9/28/2004
1st Amendment and Swift Boat Veterans For Truth
Responding to the controversy over ads run by the Swiftees, Bush urged that all campaign ads by independent groups be halted. The television ads by the Swiftees prompted media scrutiny of all “527″ groups–independent organizations created to run attack ads against political candidates.
White House spokesman Scott McClellan told reports on August 25 that Mr. Bush planned to file a lawsuit to squelch compaign ads by 527 groups. If court action doesn’t work, the president would be willing to pursue legislation action with senator McCain on that.
Under the campaign finance reform law signed by Mr. Bush in 2002, 527 groups who run advocacy ads must avoid “coordination” with any political campaign.
Criticism of the Swiftees by liberal partisans (as pro-Republican ads) prompted retaliatory criticism of pro-Democrat 527s such as MoveOn.org and other similar groups bankrolled by billionaire leftist investor George Soros.

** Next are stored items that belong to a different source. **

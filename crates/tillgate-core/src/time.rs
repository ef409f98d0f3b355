//! Time abstraction for testable timing decisions.
//!
//! Cooldowns and retry delays are expressed as absolute wall-clock
//! timestamps compared against an injected clock. The resilience layer
//! never sleeps or owns a timer; tests advance a [`TestClock`] to simulate
//! cooldown expiry deterministically.

use std::sync::{
    atomic::{AtomicI64, Ordering},
    Arc,
};

use chrono::{DateTime, Utc};

/// Clock abstraction for wall-clock time.
///
/// Production code uses [`SystemClock`]; tests inject a [`TestClock`] with
/// controllable progression.
pub trait Clock: Send + Sync + std::fmt::Debug {
    /// Returns the current wall-clock time.
    fn now(&self) -> DateTime<Utc>;
}

/// Real clock backed by the system time.
#[derive(Debug, Clone, Copy, Default)]
pub struct SystemClock;

impl SystemClock {
    /// Creates a new system clock.
    pub fn new() -> Self {
        Self
    }
}

impl Clock for SystemClock {
    fn now(&self) -> DateTime<Utc> {
        Utc::now()
    }
}

/// Test clock with controllable progression.
///
/// Stores the current time as milliseconds since the Unix epoch so clones
/// share the same underlying timeline.
#[derive(Debug, Clone)]
pub struct TestClock {
    epoch_millis: Arc<AtomicI64>,
}

impl TestClock {
    /// Creates a test clock starting at the current system time.
    pub fn new() -> Self {
        Self::starting_at(Utc::now())
    }

    /// Creates a test clock starting at a specific time.
    pub fn starting_at(start: DateTime<Utc>) -> Self {
        Self { epoch_millis: Arc::new(AtomicI64::new(start.timestamp_millis())) }
    }

    /// Advances the clock by the given duration.
    pub fn advance(&self, duration: std::time::Duration) {
        let millis = i64::try_from(duration.as_millis()).unwrap_or(i64::MAX);
        self.epoch_millis.fetch_add(millis, Ordering::AcqRel);
    }

    /// Jumps the clock to a specific time. May move backwards.
    pub fn set(&self, time: DateTime<Utc>) {
        self.epoch_millis.store(time.timestamp_millis(), Ordering::Release);
    }
}

impl Default for TestClock {
    fn default() -> Self {
        Self::new()
    }
}

impl Clock for TestClock {
    fn now(&self) -> DateTime<Utc> {
        let millis = self.epoch_millis.load(Ordering::Acquire);
        DateTime::<Utc>::from_timestamp_millis(millis).unwrap_or(DateTime::<Utc>::UNIX_EPOCH)
    }
}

The Kerry campaign extended the logic of stifling free speech by further demanding that the Swiftees book “Unfit for Command” be pulled from store shelves. That demand provoked this reply from Republican Joan Goldberg, editor at large for National Review Online: “Michael Moore’s Fahrenheit 9/11 is surely as dishonest as anything the Swift Vets can be alleged to have made up. Why not try to ban Moore from making his movies?”
In fact, as noted earlier, the GOP front group Citizens United actually filed a complaint with the Federal Election Commission calling Moore’s film “a political weapon against President Bush” and demanding action to suppress advertising for the film. The group also sent harassing letters to broadcast outlets running ads for the film, warning them of possible FEC action against them. So the Kerry campaign was merely planting in furrows that had already been dug by Bush supporters.
As liberal Washington Post columnist Robert Samuelson observed in an August 25 essay:
“The presidential campaign has confirmed that, under the guise of “campaign finance reform,” Congress and the Supreme Court have repealed large parts of the First Amendment. They have simply discarded what were once considered constitutional rights of free speech and political association. It is not that these rights have vanished. But they are no longer constitutional guarantees…We have entered an era of constitutional censorship. Hardly anyone wants to admit this….the legalized demolition of the First Amendment would seem shocking–and so hardly anyone does.”